» EXERCISE DESCRIPTION: Return all entries below exactly. Skip nothing.

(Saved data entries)
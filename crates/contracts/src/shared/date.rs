//! Date formatting for list and detail screens.

use chrono::{DateTime, NaiveDate};

/// Formats an ISO date or RFC 3339 datetime as DD.MM.YYYY.
/// Returns the input unchanged when it is neither.
///
/// ```
/// use contracts::shared::date::format_date;
/// assert_eq!(format_date("2019-03-15T14:02:26+00:00"), "15.03.2019");
/// ```
pub fn format_date(value: &str) -> String {
    if let Ok(datetime) = DateTime::parse_from_rfc3339(value) {
        return datetime.format("%d.%m.%Y").to_string();
    }
    match NaiveDate::parse_from_str(value, "%Y-%m-%d") {
        Ok(date) => date.format("%d.%m.%Y").to_string(),
        Err(_) => value.to_string(),
    }
}

/// Like [`format_date`], `"-"` for a missing date
pub fn format_optional_date(value: Option<&str>) -> String {
    value.map(format_date).unwrap_or_else(|| "-".to_string())
}

#[cfg(test)]
mod tests {
    use super::*;

    #[test]
    fn test_format_date() {
        assert_eq!(format_date("2024-03-15"), "15.03.2024");
        assert_eq!(format_date("2024-12-31T23:59:59Z"), "31.12.2024");
    }

    #[test]
    fn test_invalid_date_is_kept() {
        assert_eq!(format_date("soon"), "soon");
        assert_eq!(format_optional_date(None), "-");
    }
}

» ANSWER AREA:
filename crates/contracts/src/shared/date.rs
//! Date formatting for list and detail screens.

use chrono::{DateTime, NaiveDate};

/// Formats an ISO date or RFC 3339 datetime as DD.MM.YYYY.
/// Returns the input unchanged when it is neither.
///
/// ```
/// use contracts::shared::date::format_date;
/// assert_eq!(format_date("2019-03-15T14:02:26+00:00"), "15.03.2019");
/// ```
pub fn format_date(value: &str) -> String {
    if let Ok(datetime) = DateTime::parse_from_rfc3339(value) {
        return datetime.format("%d.%m.%Y").to_string();
    }
    match NaiveDate::parse_from_str(value, "%Y-%m-%d") {
        Ok(date) => date.format("%d.%m.%Y").to_string(),
        Err(_) => value.to_string(),
    }
}

/// Like [`format_date`], `"-"` for a missing date
pub fn format_optional_date(value: Option<&str>) -> String {
    value.map(format_date).unwrap_or_else(|| "-".to_string())
}

#[cfg(test)]
mod tests {
    use super::*;

    #[test]
    fn test_format_date() {
        assert_eq!(format_date("2024-03-15"), "15.03.2024");
        assert_eq!(format_date("2024-12-31T23:59:59Z"), "31.12.2024");
    }

    #[test]
    fn test_invalid_date_is_kept() {
        assert_eq!(format_date("soon"), "soon");
        assert_eq!(format_optional_date(None), "-");
    }
}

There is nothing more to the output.